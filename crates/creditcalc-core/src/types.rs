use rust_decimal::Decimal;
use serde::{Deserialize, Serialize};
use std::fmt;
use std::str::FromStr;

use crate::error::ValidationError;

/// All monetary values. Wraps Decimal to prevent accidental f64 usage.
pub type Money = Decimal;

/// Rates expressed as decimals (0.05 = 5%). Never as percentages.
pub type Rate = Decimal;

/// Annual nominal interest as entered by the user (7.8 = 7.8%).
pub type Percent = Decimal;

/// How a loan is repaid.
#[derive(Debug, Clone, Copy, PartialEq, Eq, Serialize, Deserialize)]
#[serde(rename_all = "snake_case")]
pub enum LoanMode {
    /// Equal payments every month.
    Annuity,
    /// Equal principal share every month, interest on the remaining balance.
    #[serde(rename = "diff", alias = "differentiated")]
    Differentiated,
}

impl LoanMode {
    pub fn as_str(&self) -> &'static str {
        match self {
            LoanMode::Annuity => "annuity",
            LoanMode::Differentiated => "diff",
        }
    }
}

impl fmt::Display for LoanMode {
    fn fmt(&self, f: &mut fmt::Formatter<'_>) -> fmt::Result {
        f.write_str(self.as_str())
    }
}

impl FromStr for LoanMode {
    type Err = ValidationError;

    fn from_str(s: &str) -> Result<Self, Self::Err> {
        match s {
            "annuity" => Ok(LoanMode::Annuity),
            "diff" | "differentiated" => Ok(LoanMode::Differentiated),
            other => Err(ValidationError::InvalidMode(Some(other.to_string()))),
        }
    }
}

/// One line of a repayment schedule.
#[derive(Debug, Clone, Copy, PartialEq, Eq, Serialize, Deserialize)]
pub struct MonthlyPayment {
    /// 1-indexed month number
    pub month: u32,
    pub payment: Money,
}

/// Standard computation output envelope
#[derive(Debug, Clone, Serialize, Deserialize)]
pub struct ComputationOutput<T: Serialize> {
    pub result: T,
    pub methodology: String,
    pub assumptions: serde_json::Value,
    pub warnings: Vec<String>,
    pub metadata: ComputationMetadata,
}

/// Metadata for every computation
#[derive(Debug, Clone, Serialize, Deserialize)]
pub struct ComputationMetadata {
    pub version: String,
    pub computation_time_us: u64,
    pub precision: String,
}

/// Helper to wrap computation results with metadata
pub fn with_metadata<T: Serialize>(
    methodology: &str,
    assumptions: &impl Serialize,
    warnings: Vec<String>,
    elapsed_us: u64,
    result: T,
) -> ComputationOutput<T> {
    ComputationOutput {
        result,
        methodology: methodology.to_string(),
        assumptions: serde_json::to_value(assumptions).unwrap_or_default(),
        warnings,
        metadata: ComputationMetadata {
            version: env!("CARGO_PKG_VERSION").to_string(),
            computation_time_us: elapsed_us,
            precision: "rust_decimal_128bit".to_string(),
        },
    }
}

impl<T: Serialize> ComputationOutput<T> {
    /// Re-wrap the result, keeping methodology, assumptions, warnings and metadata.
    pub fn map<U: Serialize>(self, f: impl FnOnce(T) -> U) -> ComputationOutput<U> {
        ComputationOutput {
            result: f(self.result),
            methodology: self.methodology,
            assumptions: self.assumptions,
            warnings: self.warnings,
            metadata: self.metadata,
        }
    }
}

Task statement: An exact printout is needed of the lines from the one containing "warnings and metadata." through the end of the listing above, both of those lines included, and nothing else.

Result for this exercise:
    /// Re-wrap the result, keeping methodology, assumptions, warnings and metadata.
    pub fn map<U: Serialize>(self, f: impl FnOnce(T) -> U) -> ComputationOutput<U> {
        ComputationOutput {
            result: f(self.result),
            methodology: self.methodology,
            assumptions: self.assumptions,
            warnings: self.warnings,
            metadata: self.metadata,
        }
    }
}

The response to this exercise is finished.